### TASK TO CARRY OUT
Work out the number of lines with the word "real" in the material below, then reply with that number only.

---

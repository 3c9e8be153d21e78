use crate::error::Result;
use crate::index::{ObjectIndex, Part};
use fixedbitset::FixedBitSet;
use std::hash::Hash;

/// Trait for state encodings of the question-asking dynamic program.
///
/// A state stands for a set of candidate objects that are still consistent with the answers
/// observed so far. The recurrence itself is implemented once by
/// [`MemoizedSearch`](crate::solvers::MemoizedSearch): the cost of a state is zero if it holds
/// at most one candidate or no query splits it, and otherwise the minimum over the queries of
/// one plus the expected cost of the successors under a uniform prior.
///
/// Implementations only decide how states are keyed, which attributes may be asked in a state,
/// and how a successor is encoded once an answer is observed.
/// Two states are the same memo entry iff they are equal.
///
/// # Examples
///
/// ```
/// use kary_oracle::index::Part;
/// use kary_oracle::prelude::*;
/// use fixedbitset::FixedBitSet;
///
/// // Candidate sets as states, but only the first attribute may ever be asked.
/// struct FirstOnly<'a> {
///     index: &'a ObjectIndex,
/// }
///
/// impl Dp for FirstOnly<'_> {
///     type State = FixedBitSet;
///
///     fn get_index(&self) -> &ObjectIndex {
///         self.index
///     }
///
///     fn get_target(&self) -> FixedBitSet {
///         self.index.universe().clone()
///     }
///
///     fn get_candidates(&self, state: &FixedBitSet) -> kary_oracle::Result<FixedBitSet> {
///         Ok(state.clone())
///     }
///
///     fn get_queries(&self, _: &FixedBitSet) -> impl IntoIterator<Item = usize> {
///         0..1
///     }
///
///     fn get_successor(&self, _: &FixedBitSet, _: usize, part: &Part) -> FixedBitSet {
///         part.candidates.clone()
///     }
/// }
///
/// let table: ObjectTable = serde_json::from_str(
///     r#"{"a": {"x": 0, "y": 0}, "b": {"x": 0, "y": 1}, "c": {"x": 1, "y": 1}}"#,
/// ).unwrap();
/// let index = ObjectIndex::new(&table).unwrap();
/// let parameters = Parameters {
///     quiet: true,
///     ..Default::default()
/// };
/// let mut search = MemoizedSearch::new(FirstOnly { index: &index }, parameters);
///
/// // Asking `x` separates `c`, and `{a, b}` is left as an irreducible class.
/// let solution = search.solve().unwrap();
/// assert_eq!(solution.cost, 1.0);
/// ```
pub trait Dp {
    /// Type of the state. Also used as the memo key.
    type State: Clone + Hash + Eq;

    /// Returns the index the states refer to.
    fn get_index(&self) -> &ObjectIndex;

    /// Gets the target (initial) state, standing for the whole universe.
    fn get_target(&self) -> Self::State;

    /// Derives the candidate set of a state.
    ///
    /// The search calls this only for states it did not reach through a split, since the
    /// candidates of a successor are known from the partition that produced it.
    ///
    /// Fails with `InvalidState` if the state does not fit the index.
    fn get_candidates(&self, state: &Self::State) -> Result<FixedBitSet>;

    /// Returns whether every state is its own candidate set.
    ///
    /// If so, policy entries do not keep a copy of the candidates.
    fn is_candidate_set(&self) -> bool {
        false
    }

    /// Gets the attributes that may be asked in a state, in ascending order.
    ///
    /// The order is the tie-breaking order: among queries with equal cost, the first one wins.
    fn get_queries(&self, state: &Self::State) -> impl IntoIterator<Item = usize>;

    /// Encodes the state reached by asking `attribute` and observing the value of `part`.
    fn get_successor(&self, state: &Self::State, attribute: usize, part: &Part) -> Self::State;
}
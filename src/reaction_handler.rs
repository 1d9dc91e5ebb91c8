use crate::errors::AppError;
use crate::handlers::AppState;
use crate::reaction_models::{ReactionBody, ReactionRequest, ReactionResponse};
use axum::{
    extract::State,
    http::{HeaderMap, StatusCode},
    Json,
};
use std::sync::Arc;

/// Reaction endpoint handler.
///
/// Flow:
/// 1. Resolve access token: X-LinkedIn-Access-Token header, else configured
///    default.
/// 2. Resolve `object` (target URN) from the body.
/// 3. Resolve `actor` from the body, else configured default.
/// 4. Resolve `reactionType`, defaulting to LIKE.
/// 5. Call the LinkedIn Reactions API; provider failures surface as 502.
pub async fn react(
    State(state): State<Arc<AppState>>,
    headers: HeaderMap,
    Json(body): Json<ReactionBody>,
) -> Result<(StatusCode, Json<ReactionResponse>), AppError> {
    // Step 1: Token - header override wins, configured default is the fallback
    let header_token = headers
        .get("X-LinkedIn-Access-Token")
        .and_then(|v| v.to_str().ok())
        .map(str::trim)
        .filter(|s| !s.is_empty())
        .map(str::to_string);

    let token = header_token
        .or_else(|| state.config.default_access_token.clone())
        .ok_or_else(|| {
            AppError::Unauthorized("Missing LinkedIn access token".to_string())
        })?;

    // Step 2: Target URN is mandatory
    let object = body
        .object
        .as_deref()
        .map(str::trim)
        .filter(|s| !s.is_empty())
        .map(str::to_string)
        .ok_or_else(|| {
            AppError::BadRequest("Field 'object' (post URN) is required".to_string())
        })?;

    // Step 3: Actor falls back to the configured default
    let actor = body
        .actor
        .as_deref()
        .map(str::trim)
        .filter(|s| !s.is_empty())
        .map(str::to_string)
        .or_else(|| state.config.default_actor_urn.clone())
        .ok_or_else(|| {
            AppError::BadRequest(
                "Field 'actor' (person URN) is required when LINKEDIN_ACTOR_URN is not configured"
                    .to_string(),
            )
        })?;

    // Step 4: Reaction type defaults to LIKE
    let reaction_type = body
        .reaction_type
        .as_deref()
        .map(str::trim)
        .filter(|s| !s.is_empty())
        .map(str::to_string);

    // Step 5: Build the outbound request and call LinkedIn
    let request = ReactionRequest::new(actor, object, reaction_type);
    let reaction_type = request.reaction_type.clone();

    state.api_client.create_reaction(&token, &request).await?;

    Ok((
        StatusCode::ACCEPTED,
        Json(ReactionResponse {
            status: "accepted".to_string(),
            reaction_type,
        }),
    ))
}
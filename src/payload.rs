use serde_json::Value;

/// Finds the first value bound to `key` anywhere in a nested JSON object.
///
/// The current level is checked before descending, so a shallow binding wins
/// over a deeper one. Sibling subtrees are visited in the map's natural
/// iteration order; when two siblings both contain `key`, which one wins is
/// first-match and not otherwise specified. Arrays and scalars are leaves;
/// objects inside arrays are not searched (best-effort extraction).
///
/// Returns `None` for non-object input (including `null`) and when the key
/// exists nowhere in the tree.
pub fn find_first<'a>(payload: &'a Value, key: &str) -> Option<&'a Value> {
    let map = payload.as_object()?;
    if let Some(value) = map.get(key) {
        return Some(value);
    }
    map.values().find_map(|child| find_first(child, key))
}
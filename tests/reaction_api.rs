/// Integration tests for the reaction endpoint with a mocked LinkedIn API.
/// Drives the real router end to end without hitting the real provider.
use axum::body::Body;
use axum::http::{Request, StatusCode};
use std::sync::Arc;
use tower::ServiceExt;
use wiremock::matchers::{body_json, header, method, path, query_param};
use wiremock::{Mock, MockServer, ResponseTemplate};

use rust_linkedin_api::config::Config;
use rust_linkedin_api::handlers::{build_router, AppState};
use rust_linkedin_api::linkedin_client::LinkedInApiClient;
use rust_linkedin_api::reaction_models::ReactionResponse;

/// Helper function to create test config
fn create_test_config(linkedin_base_url: String) -> Config {
    Config {
        port: 8080,
        linkedin_base_url,
        linkedin_api_version: "202405".to_string(),
        webhook_secret: None,
        default_access_token: None,
        default_actor_urn: Some("urn:li:person:TEST_ACTOR".to_string()),
    }
}

fn test_app(config: Config) -> axum::Router {
    let api_client = LinkedInApiClient::new(
        config.linkedin_base_url.clone(),
        config.linkedin_api_version.clone(),
    );
    build_router(Arc::new(AppState { config, api_client }))
}

fn reaction_request(token: Option<&str>, body: &str) -> Request<Body> {
    let mut builder = Request::builder()
        .method("POST")
        .uri("/api/linkedin/likes")
        .header("Content-Type", "application/json");
    if let Some(token) = token {
        builder = builder.header("X-LinkedIn-Access-Token", token);
    }
    builder.body(Body::from(body.to_string())).unwrap()
}

async fn response_json(response: axum::response::Response) -> serde_json::Value {
    let bytes = axum::body::to_bytes(response.into_body(), usize::MAX)
        .await
        .unwrap();
    serde_json::from_slice(&bytes).unwrap()
}

#[tokio::test]
async fn test_accepts_like_with_default_actor_and_reaction_type() {
    let mock_server = MockServer::start().await;

    // The outbound call must carry the configured defaults and all the
    // provider's required headers
    Mock::given(method("POST"))
        .and(path("/rest/reactions"))
        .and(query_param("action", "create"))
        .and(header("Authorization", "Bearer token-123"))
        .and(header("Content-Type", "application/json"))
        .and(header("Accept", "application/json"))
        .and(header("LinkedIn-Version", "202405"))
        .and(header("X-Restli-Protocol-Version", "2.0.0"))
        .and(body_json(serde_json::json!({
            "actor": "urn:li:person:TEST_ACTOR",
            "object": "urn:li:ugcPost:123",
            "reactionType": "LIKE"
        })))
        .respond_with(ResponseTemplate::new(201))
        .expect(1)
        .mount(&mock_server)
        .await;

    let app = test_app(create_test_config(mock_server.uri()));
    let response = app
        .oneshot(reaction_request(
            Some("token-123"),
            r#"{"object":"urn:li:ugcPost:123"}"#,
        ))
        .await
        .unwrap();

    assert_eq!(response.status(), StatusCode::ACCEPTED);
    let body: ReactionResponse = serde_json::from_value(response_json(response).await).unwrap();
    assert_eq!(body.status, "accepted");
    assert_eq!(body.reaction_type, "LIKE");
}

#[tokio::test]
async fn test_explicit_actor_and_reaction_type_override_defaults() {
    let mock_server = MockServer::start().await;

    Mock::given(method("POST"))
        .and(path("/rest/reactions"))
        .and(body_json(serde_json::json!({
            "actor": "urn:li:person:EXPLICIT",
            "object": "urn:li:activity:987",
            "reactionType": "CELEBRATE"
        })))
        .respond_with(ResponseTemplate::new(200))
        .expect(1)
        .mount(&mock_server)
        .await;

    let app = test_app(create_test_config(mock_server.uri()));
    let response = app
        .oneshot(reaction_request(
            Some("token-123"),
            r#"{"object":"urn:li:activity:987","actor":"urn:li:person:EXPLICIT","reactionType":"CELEBRATE"}"#,
        ))
        .await
        .unwrap();

    assert_eq!(response.status(), StatusCode::ACCEPTED);
    let body: ReactionResponse = serde_json::from_value(response_json(response).await).unwrap();
    assert_eq!(body.reaction_type, "CELEBRATE");
}

#[tokio::test]
async fn test_missing_object_returns_400_without_calling_linkedin() {
    let mock_server = MockServer::start().await;

    Mock::given(method("POST"))
        .respond_with(ResponseTemplate::new(201))
        .expect(0)
        .mount(&mock_server)
        .await;

    let app = test_app(create_test_config(mock_server.uri()));
    let response = app
        .oneshot(reaction_request(
            Some("token-123"),
            r#"{"reactionType":"LIKE"}"#,
        ))
        .await
        .unwrap();

    assert_eq!(response.status(), StatusCode::BAD_REQUEST);
    let body = response_json(response).await;
    assert!(body["error"].as_str().unwrap().contains("object"));
}

#[tokio::test]
async fn test_blank_object_returns_400() {
    let mock_server = MockServer::start().await;

    Mock::given(method("POST"))
        .respond_with(ResponseTemplate::new(201))
        .expect(0)
        .mount(&mock_server)
        .await;

    let app = test_app(create_test_config(mock_server.uri()));
    let response = app
        .oneshot(reaction_request(Some("token-123"), r#"{"object":"   "}"#))
        .await
        .unwrap();

    assert_eq!(response.status(), StatusCode::BAD_REQUEST);
}

#[tokio::test]
async fn test_missing_actor_with_no_default_returns_400() {
    let mock_server = MockServer::start().await;

    Mock::given(method("POST"))
        .respond_with(ResponseTemplate::new(201))
        .expect(0)
        .mount(&mock_server)
        .await;

    let mut config = create_test_config(mock_server.uri());
    config.default_actor_urn = None;

    let app = test_app(config);
    let response = app
        .oneshot(reaction_request(
            Some("token-123"),
            r#"{"object":"urn:li:ugcPost:123"}"#,
        ))
        .await
        .unwrap();

    assert_eq!(response.status(), StatusCode::BAD_REQUEST);
    let body = response_json(response).await;
    // Distinct message from the missing-object case
    assert!(body["error"].as_str().unwrap().contains("actor"));
}

#[tokio::test]
async fn test_missing_token_with_no_default_returns_401() {
    let mock_server = MockServer::start().await;

    Mock::given(method("POST"))
        .respond_with(ResponseTemplate::new(201))
        .expect(0)
        .mount(&mock_server)
        .await;

    let app = test_app(create_test_config(mock_server.uri()));
    let response = app
        .oneshot(reaction_request(None, r#"{"object":"urn:li:ugcPost:123"}"#))
        .await
        .unwrap();

    assert_eq!(response.status(), StatusCode::UNAUTHORIZED);
}

#[tokio::test]
async fn test_configured_default_token_is_used() {
    let mock_server = MockServer::start().await;

    Mock::given(method("POST"))
        .and(path("/rest/reactions"))
        .and(header("Authorization", "Bearer default-token"))
        .respond_with(ResponseTemplate::new(201))
        .expect(1)
        .mount(&mock_server)
        .await;

    let mut config = create_test_config(mock_server.uri());
    config.default_access_token = Some("default-token".to_string());

    let app = test_app(config);
    let response = app
        .oneshot(reaction_request(None, r#"{"object":"urn:li:ugcPost:123"}"#))
        .await
        .unwrap();

    assert_eq!(response.status(), StatusCode::ACCEPTED);
}

#[tokio::test]
async fn test_provider_rejection_maps_to_502_with_status_and_body() {
    let mock_server = MockServer::start().await;

    Mock::given(method("POST"))
        .and(path("/rest/reactions"))
        .respond_with(
            ResponseTemplate::new(429).set_body_string(r#"{"message":"rate limited"}"#),
        )
        .mount(&mock_server)
        .await;

    let app = test_app(create_test_config(mock_server.uri()));
    let response = app
        .oneshot(reaction_request(
            Some("token-123"),
            r#"{"object":"urn:li:ugcPost:123"}"#,
        ))
        .await
        .unwrap();

    assert_eq!(response.status(), StatusCode::BAD_GATEWAY);
    let body = response_json(response).await;
    let message = body["error"].as_str().unwrap();
    assert!(message.contains("429"));
    assert!(message.contains("rate limited"));
}

#[tokio::test]
async fn test_provider_5xx_maps_to_502() {
    let mock_server = MockServer::start().await;

    Mock::given(method("POST"))
        .and(path("/rest/reactions"))
        .respond_with(ResponseTemplate::new(500).set_body_string("upstream exploded"))
        .mount(&mock_server)
        .await;

    let app = test_app(create_test_config(mock_server.uri()));
    let response = app
        .oneshot(reaction_request(
            Some("token-123"),
            r#"{"object":"urn:li:ugcPost:123"}"#,
        ))
        .await
        .unwrap();

    assert_eq!(response.status(), StatusCode::BAD_GATEWAY);
    let body = response_json(response).await;
    assert!(body["error"].as_str().unwrap().contains("500"));
}

#[tokio::test]
async fn test_health_endpoint() {
    let app = test_app(create_test_config("https://api.linkedin.com".to_string()));
    let response = app
        .oneshot(
            Request::builder()
                .method("GET")
                .uri("/health")
                .body(Body::empty())
                .unwrap(),
        )
        .await
        .unwrap();

    assert_eq!(response.status(), StatusCode::OK);
    let body = response_json(response).await;
    assert_eq!(body["status"], "healthy");
    assert_eq!(body["service"], "rust-linkedin-api");
}
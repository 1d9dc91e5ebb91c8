use crate::config::Config;
use crate::linkedin_client::LinkedInApiClient;
use crate::{reaction_handler, webhook_handler};
use axum::{
    http::StatusCode,
    routing::{get, post},
    Json, Router,
};
use serde_json::json;
use std::sync::Arc;

/// Shared application state injected into handlers.
/// Read-only after startup; handlers hold no other cross-request state.
#[derive(Clone)]
pub struct AppState {
    /// Application configuration.
    pub config: Config,
    /// Client for the LinkedIn REST API.
    pub api_client: LinkedInApiClient,
}

/// Health check endpoint.
///
/// Returns the service status, version, and health information.
pub async fn health() -> (StatusCode, Json<serde_json::Value>) {
    (
        StatusCode::OK,
        Json(json!({
            "status": "healthy",
            "service": "rust-linkedin-api",
            "version": "0.1.0"
        })),
    )
}

/// Builds the application router. Kept separate from `main` so integration
/// tests can drive the real routes.
pub fn build_router(state: Arc<AppState>) -> Router {
    Router::new()
        .route("/health", get(health))
        // Inbound lead capture webhook from LinkedIn
        .route("/api/leads/linkedin", post(webhook_handler::capture_lead))
        // Outbound reaction on behalf of a caller
        .route("/api/linkedin/likes", post(reaction_handler::react))
        .with_state(state)
}
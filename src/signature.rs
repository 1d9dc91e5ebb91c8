use base64::engine::general_purpose::STANDARD as BASE64;
use base64::Engine;
use hmac::{Hmac, Mac};
use sha2::Sha256;
use subtle::ConstantTimeEq;

type HmacSha256 = Hmac<Sha256>;

/// Computes the expected signature for a webhook body: the base64-encoded
/// HMAC-SHA256 of the raw bytes, keyed with the shared app secret.
pub fn sign(raw_body: &[u8], secret: &str) -> String {
    // HMAC-SHA256 accepts keys of any length, so construction cannot fail.
    let mut mac = HmacSha256::new_from_slice(secret.as_bytes())
        .expect("HMAC accepts keys of any length");
    mac.update(raw_body);
    BASE64.encode(mac.finalize().into_bytes())
}

/// Verifies a webhook signature header against the raw request body.
///
/// An empty `secret` disables verification: every request is treated as valid.
/// That is a deliberate escape hatch for local development, hence the warning.
/// With a secret configured, an absent or blank header is invalid.
pub fn verify(raw_body: &[u8], provided: Option<&str>, secret: &str) -> bool {
    if secret.is_empty() {
        tracing::warn!(
            "webhook secret not configured; accepting request without signature validation \
             (NOT recommended for production)"
        );
        return true;
    }

    let provided = match provided {
        Some(header) => sanitize(header),
        None => return false,
    };
    if provided.is_empty() {
        return false;
    }

    let expected = sign(raw_body, secret);

    // Constant-time comparison to prevent timing attacks
    expected.as_bytes().ct_eq(provided.as_bytes()).into()
}

/// Trims the header value and strips one matching pair of surrounding quotes.
/// Some senders wrap the signature in `"` or `'`.
fn sanitize(sig: &str) -> &str {
    let s = sig.trim();
    s.strip_prefix('"')
        .and_then(|inner| inner.strip_suffix('"'))
        .or_else(|| {
            s.strip_prefix('\'')
                .and_then(|inner| inner.strip_suffix('\''))
        })
        .unwrap_or(s)
}
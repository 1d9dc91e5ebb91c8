//! LinkedIn Integration Bridge Library
//!
//! This library provides the core functionality for the LinkedIn integration
//! bridge: inbound lead-capture webhook handling with HMAC signature
//! verification, and outbound reaction calls to the LinkedIn REST API.
//!
//! # Modules
//!
//! - `config`: Configuration management.
//! - `errors`: Error handling types.
//! - `handlers`: Application state, health check, and router construction.
//! - `linkedin_client`: LinkedIn REST API client.
//! - `payload`: Best-effort field extraction from nested payloads.
//! - `reaction_handler`: Outbound reaction endpoint handler.
//! - `reaction_models`: Reaction payload models.
//! - `signature`: Webhook signature verification.
//! - `webhook_handler`: Lead capture webhook handler.

pub mod config;
pub mod errors;
pub mod handlers;
pub mod linkedin_client;
pub mod payload;
pub mod reaction_handler;
pub mod reaction_models;
pub mod signature;
pub mod webhook_handler;
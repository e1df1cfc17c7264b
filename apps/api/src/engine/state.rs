//! Workflow state and per-field merge policies.
//!
//! Each workflow declares a typed state struct plus an `Update` struct holding the
//! fields a node may write. `merge` folds an update into the state using the
//! helpers below, one call per field, so the policy for a field lives in exactly
//! one place and nodes never merge by hand.

use std::fmt::Debug;

use serde::de::DeserializeOwned;
use serde::{Deserialize, Serialize};

#[derive(Debug, Clone, Copy, PartialEq, Eq, Serialize, Deserialize)]
#[serde(rename_all = "lowercase")]
pub enum MergePolicy {
    /// The written value overwrites the prior one.
    Replace,
    /// The written sequence is concatenated onto the prior one.
    Append,
}

pub trait WorkflowState:
    Clone + Debug + Serialize + DeserializeOwned + Send + Sync + 'static
{
    /// Partial state written by a node. `Default` is the empty delta.
    type Update: Clone + Debug + Default + Serialize + DeserializeOwned + Send + Sync + 'static;

    /// Field name → merge policy, fixed for the lifetime of the workflow definition.
    const FIELDS: &'static [(&'static str, MergePolicy)];

    fn merge(&mut self, update: Self::Update);

    fn merge_policy(field: &str) -> Option<MergePolicy> {
        Self::FIELDS
            .iter()
            .find(|(name, _)| *name == field)
            .map(|(_, policy)| *policy)
    }
}

pub mod merge {
    /// Replace policy for a required field.
    pub fn replace<T>(slot: &mut T, value: Option<T>) {
        if let Some(value) = value {
            *slot = value;
        }
    }

    /// Replace policy for an optional field. An absent write leaves the slot alone.
    pub fn replace_opt<T>(slot: &mut Option<T>, value: Option<T>) {
        if value.is_some() {
            *slot = value;
        }
    }

    /// Append policy.
    pub fn append<T>(slot: &mut Vec<T>, values: Vec<T>) {
        slot.extend(values);
    }
}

---

### EXPECTED ANSWER
2